Wilson also says she has learned to have honest, open conversations at home and in therapy about behaviors and traumas each child witnessed and experienced when they lived with their biological family.

“Looking back on my first years in ministry, I avoided a lot of talk about their previous life,” Christy says. “I never wanted to speak negatively about their family. I still do not. However, there is reality that needs to be discussed as our kids enter adulthood.”

  • COULD THERAPY AND OPEN DIALOGUE ABOUT THE PAST PROVIDE HEALING AND RESTORATION TO A TEEN IN YOUR CARE? WHAT POTENTIAL TEMPTATIONS MIGHT YOUR TEEN FACE AS THEY BECOME INDEPENDENT FOR THE FIRST TIME?

Unfortunately, Kimber says most teens who age out of state-run foster care have ended up in residential treatment facilities (homes like the ones provided through WinShape are ideal, but not every child has this experience), and it’s not always practical for caregivers or staff of these kinds of facilities to try to keep in close contact with each child they serve.

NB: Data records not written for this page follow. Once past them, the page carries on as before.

//! TLS socket handles.
//!
//! # Responsibilities
//! - Connect: resolve, permute, dial, client handshake
//! - Server handshake on accepted plaintext transports
//! - Encrypted send/receive and partial or full shutdown
//! - Publish a snapshot (state, addresses, chain, negotiated parameters)
//!   that queries read without queueing behind in-flight work
//!
//! # Design Decisions
//! - All mutable state lives in `SocketCore`, owned by the handle's strand
//! - A failed connect or handshake, or a fatal transport error, drops the
//!   transport and leaves the handle `Closed`
//! - `close()` never waits: it flips the strand's close flag and returns

use std::fmt;
use std::io;
use std::net::SocketAddr;
use std::sync::Arc;
use std::time::Instant;

use rustls::pki_types::{CertificateDer, ServerName};
use tokio::io::{AsyncReadExt, AsyncWriteExt};
use tokio::net::TcpStream;
use tokio::runtime::Handle;
use tokio::sync::watch;
use tokio_rustls::{TlsAcceptor as RustlsAcceptor, TlsConnector, TlsStream};

use crate::boundary::Completion;
use crate::engine::runtime::EngineShared;
use crate::engine::state::{Direction, Operation, SocketState};
use crate::engine::strand::Strand;
use crate::error::{EtlsError, EtlsResult};
use crate::net::{dialer, selector, HandleGuard, HandleId, Resolve};
use crate::observability::metrics;
use crate::tls::{ciphers, CertificateChain, Role, TlsContext};

/// Read size used when the caller asks for "whatever is available".
const READ_CHUNK: usize = 16 * 1024;

/// Published view of a socket.
#[derive(Debug, Clone, PartialEq, Eq)]
pub struct SocketInfo {
    pub state: SocketState,
    pub local_addr: Option<SocketAddr>,
    pub peer_addr: Option<SocketAddr>,
    /// Peer certificates, leaf-last. Empty before the handshake.
    pub chain: CertificateChain,
    /// OpenSSL name of the negotiated suite.
    pub cipher_suite: Option<String>,
    pub protocol: Option<String>,
}

impl SocketInfo {
    fn unconnected() -> Self {
        Self {
            state: SocketState::Unconnected,
            local_addr: None,
            peer_addr: None,
            chain: CertificateChain::default(),
            cipher_suite: None,
            protocol: None,
        }
    }
}

enum Transport {
    Detached,
    Plain(TcpStream),
    Tls(Box<TlsStream<TcpStream>>),
}

pub(crate) struct SocketCore {
    guard: HandleGuard,
    state: SocketState,
    transport: Transport,
    /// Default context for a server handshake (the acceptor's).
    context: Option<TlsContext>,
    resolver: Arc<dyn Resolve>,
    info: watch::Sender<SocketInfo>,
}

impl SocketCore {
    fn enter(&mut self, next: SocketState) {
        if !self.state.can_advance_to(next) {
            tracing::warn!(from = %self.state, to = %next, "Ignoring backwards state transition");
            return;
        }
        tracing::debug!(from = %self.state, to = %next, "State transition");
        self.state = next;
        self.info.send_modify(|info| info.state = next);
    }

    fn expect(&self, operation: Operation, wanted: SocketState) -> EtlsResult<()> {
        match self.state {
            state if state == wanted => Ok(()),
            SocketState::Closed => Err(EtlsError::Closed),
            state => Err(EtlsError::InvalidState { operation, state }),
        }
    }

    fn ensure_open(&self, operation: Operation, direction: Direction) -> EtlsResult<()> {
        let open = match direction {
            Direction::Read => self.state.is_readable(),
            Direction::Write | Direction::Both => self.state.is_writable(),
        };
        match self.state {
            _ if open => Ok(()),
            SocketState::Closed => Err(EtlsError::Closed),
            SocketState::HalfShutdown(_) | SocketState::ShutDown => {
                Err(EtlsError::DirectionShutDown(direction))
            }
            state => Err(EtlsError::InvalidState { operation, state }),
        }
    }

    /// Tear the transport down after a failure and pass the error through.
    fn fail(&mut self, err: EtlsError) -> EtlsError {
        tracing::debug!(error = %err, "Tearing down transport");
        self.transport = Transport::Detached;
        self.enter(SocketState::Closed);
        err
    }

    fn attach(&mut self, stream: TcpStream) {
        let local = stream.local_addr().ok();
        let peer = stream.peer_addr().ok();
        self.transport = Transport::Plain(stream);
        self.info.send_modify(|info| {
            info.local_addr = local;
            info.peer_addr = peer;
        });
        self.enter(SocketState::Connected);
    }

    fn take_plain(&mut self, operation: Operation) -> EtlsResult<TcpStream> {
        match std::mem::replace(&mut self.transport, Transport::Detached) {
            Transport::Plain(stream) => Ok(stream),
            other => {
                self.transport = other;
                Err(EtlsError::InvalidState {
                    operation,
                    state: self.state,
                })
            }
        }
    }

    fn session(&mut self, operation: Operation) -> EtlsResult<&mut TlsStream<TcpStream>> {
        match &mut self.transport {
            Transport::Tls(stream) => Ok(stream.as_mut()),
            _ => Err(EtlsError::InvalidState {
                operation,
                state: self.state,
            }),
        }
    }

    fn establish(&mut self, stream: TlsStream<TcpStream>, role: Role, started: Instant) {
        let (_, session) = stream.get_ref();
        let chain = CertificateChain::from_presented(session.peer_certificates());
        let cipher_suite = session.negotiated_cipher_suite().map(|suite| {
            ciphers::openssl_name(suite.suite())
                .map(str::to_string)
                .unwrap_or_else(|| format!("{:?}", suite.suite()))
        });
        let protocol = session.protocol_version().map(ciphers::protocol_name);

        metrics::record_handshake(role, started.elapsed());
        tracing::info!(
            role = %role,
            protocol = protocol.as_deref().unwrap_or("unknown"),
            cipher = cipher_suite.as_deref().unwrap_or("unknown"),
            peer_certificates = chain.len(),
            "Handshake complete"
        );

        self.transport = Transport::Tls(Box::new(stream));
        self.info.send_modify(|info| {
            info.chain = chain;
            info.cipher_suite = cipher_suite;
            info.protocol = protocol;
        });
        self.enter(SocketState::Established);
    }

    async fn connect(&mut self, host: String, port: u16, context: TlsContext) -> EtlsResult<()> {
        self.expect(Operation::Connect, SocketState::Unconnected)?;
        self.enter(SocketState::Connecting);
        match self.open(&host, port, &context).await {
            Ok(()) => Ok(()),
            Err(e) => Err(self.fail(e)),
        }
    }

    async fn open(&mut self, host: &str, port: u16, context: &TlsContext) -> EtlsResult<()> {
        let server_name = ServerName::try_from(host.to_string())
            .map_err(|e| EtlsError::Config(format!("invalid server name '{host}': {e}")))?;

        let endpoints = selector::shuffle(self.resolver.resolve(host, port).await?);
        tracing::debug!(host, port, candidates = endpoints.len(), "Connecting");
        let stream = dialer::dial(&endpoints).await?;
        self.attach(stream);

        let stream = self.take_plain(Operation::Handshake)?;
        self.enter(SocketState::Handshaking);
        let started = Instant::now();
        let tls = TlsConnector::from(context.client_config())
            .connect(server_name, stream)
            .await
            .map_err(EtlsError::from_session)?;
        self.establish(tls.into(), Role::Client, started);
        Ok(())
    }

    async fn handshake(&mut self, context: Option<TlsContext>) -> EtlsResult<()> {
        self.expect(Operation::Handshake, SocketState::Connected)?;
        let context = context
            .or_else(|| self.context.clone())
            .ok_or(EtlsError::MissingCertificate)?;
        let config = context.server_config()?;

        let stream = self.take_plain(Operation::Handshake)?;
        self.enter(SocketState::Handshaking);
        let started = Instant::now();
        match RustlsAcceptor::from(config).accept(stream).await {
            Ok(tls) => {
                self.establish(tls.into(), Role::Server, started);
                Ok(())
            }
            Err(e) => Err(self.fail(EtlsError::from_session(e))),
        }
    }

    async fn send(&mut self, data: Vec<u8>) -> EtlsResult<()> {
        self.ensure_open(Operation::Send, Direction::Write)?;
        let stream = self.session(Operation::Send)?;
        let written = async {
            stream.write_all(&data).await?;
            stream.flush().await
        }
        .await;
        written.map_err(|e| self.fail(EtlsError::from_session(e)))
    }

    async fn receive(&mut self, max: usize) -> EtlsResult<Vec<u8>> {
        self.ensure_open(Operation::Receive, Direction::Read)?;
        let stream = self.session(Operation::Receive)?;

        let mut buf = Vec::new();
        let read = if max == 0 {
            buf.resize(READ_CHUNK, 0);
            let read = stream.read(&mut buf).await;
            read.map(|n| buf.truncate(n))
        } else {
            buf.reserve(max.min(READ_CHUNK));
            let mut limited = (&mut *stream).take(max as u64);
            limited.read_to_end(&mut buf).await.map(|_| ())
        };

        match read {
            Ok(()) if buf.is_empty() => Err(EtlsError::EndOfStream),
            Ok(()) => Ok(buf),
            // Peer closed without close_notify; hand over what arrived.
            Err(e) if e.kind() == io::ErrorKind::UnexpectedEof && !buf.is_empty() => Ok(buf),
            Err(e) if e.kind() == io::ErrorKind::UnexpectedEof => Err(EtlsError::EndOfStream),
            Err(e) => Err(self.fail(EtlsError::from_session(e))),
        }
    }

    async fn shutdown(&mut self, direction: Direction) -> EtlsResult<()> {
        let next = self.state.after_shutdown(direction)?;
        if self.state.is_writable() && direction != Direction::Read {
            let stream = self.session(Operation::Shutdown)?;
            if let Err(e) = stream.shutdown().await {
                return Err(self.fail(EtlsError::from_session(e)));
            }
        }
        self.enter(next);
        Ok(())
    }
}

“Staff and house parents are good, but they often can’t have a permanent connection with each child. There are too many of them for that to be practical,” she says. “So we look for other people who can be a stable connection—who is that child connecting to naturally? It might be a coach, teacher or instructor.”

These individuals can have a huge impact on the life of a young adult, Kimber says.

  • COULD YOU SERVE IN THIS CAPACITY? IF YOU HAVE A CHILD IN YOUR CARE AND IT IS NOT FEASIBLE FOR YOU TO MAINTAIN A RELATIONSHIP, CAN YOU THINK OF A PERSON ALREADY IN THEIR LIVES WHO COULD?